» BRIEF:
Would you filter these records and copy every line that has the word "SerenityResponder"?

» INPUT FOR THIS TASK:
---*---

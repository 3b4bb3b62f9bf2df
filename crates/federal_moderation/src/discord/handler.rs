//! Gateway event handler.

use super::conversions;
use super::platform::SerenityPlatform;
use super::responder::SerenityResponder;
use crate::config::ModerationConfig;
use crate::ids::UserId;
use crate::suite::Moderation;
use async_trait::async_trait;
use serenity::all as sy;
use serenity::client::{Context, EventHandler};
use std::sync::{Arc, OnceLock};
use tracing::{debug, error, info, instrument, warn};

/// Routes gateway events into the moderation core.
///
/// The core is built on `ready`, once the bot's own identity is known.
pub struct FederalHandler {
    config: ModerationConfig,
    moderation: OnceLock<Moderation>,
}

impl FederalHandler {
    /// Create a handler for `config`.
    pub fn new(config: ModerationConfig) -> Self {
        Self {
            config,
            moderation: OnceLock::new(),
        }
    }

    /// Gateway intents the bot needs.
    pub fn intents() -> sy::GatewayIntents {
        sy::GatewayIntents::GUILDS
            | sy::GatewayIntents::GUILD_MESSAGES
            | sy::GatewayIntents::GUILD_MEMBERS
            | sy::GatewayIntents::MESSAGE_CONTENT
            | sy::GatewayIntents::DIRECT_MESSAGES
    }

    async fn register_commands(&self, ctx: &Context, moderation: &Moderation) {
        let Ok(guild) =
            conversions::snowflake::<sy::GuildId>("set_commands", self.config.guild.guild_id.get())
        else {
            return;
        };
        let commands = moderation
            .command_definitions()
            .into_iter()
            .map(|c| {
                let command = sy::CreateCommand::new(c.name).description(c.description);
                if c.admin_only {
                    command.default_member_permissions(sy::Permissions::ADMINISTRATOR)
                } else {
                    command
                }
            })
            .collect::<Vec<_>>();
        match guild.set_commands(&ctx.http, commands).await {
            Ok(registered) => info!(count = registered.len(), "Slash commands registered"),
            Err(e) => error!(error = %e, "Failed to register slash commands"),
        }
    }
}

#[async_trait]
impl EventHandler for FederalHandler {
    #[instrument(skip(self, ctx, ready), fields(bot = %ready.user.name))]
    async fn ready(&self, ctx: Context, ready: sy::Ready) {
        info!("Connected to Discord");
        if self.moderation.get().is_some() {
            debug!("Reconnected, keeping existing components");
            return;
        }
        let platform = match SerenityPlatform::new(
            Arc::clone(&ctx.http),
            self.config.guild.guild_id,
            UserId(ready.user.id.get()),
        ) {
            Ok(platform) => platform,
            Err(e) => {
                error!(error = %e, "Invalid guild configuration");
                return;
            }
        };
        let moderation = self
            .moderation
            .get_or_init(|| Moderation::new(&self.config, Arc::new(platform)));
        moderation.reconcile_panels().await;
        self.register_commands(&ctx, moderation).await;
    }

    async fn interaction_create(&self, ctx: Context, interaction: sy::Interaction) {
        let Some(moderation) = self.moderation.get() else {
            warn!("Interaction received before ready");
            return;
        };
        let Some(core) = conversions::interaction(&interaction) else {
            return;
        };
        let responder = SerenityResponder::new(&ctx.http, &interaction);
        if !moderation.respond(&core, &responder).await {
            debug!(id = ?core.custom_id(), "No component claimed interaction");
        }
    }

    async fn message(&self, _ctx: Context, message: sy::Message) {
        if message.guild_id.is_none() {
            return;
        }
        if let Some(moderation) = self.moderation.get() {
            moderation
                .dispatch_message(&conversions::incoming(&message))
                .await;
        }
    }
}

---*---

» SOLUTION FOR THIS EXERCISE:
use super::responder::SerenityResponder;
        let responder = SerenityResponder::new(&ctx.http, &interaction);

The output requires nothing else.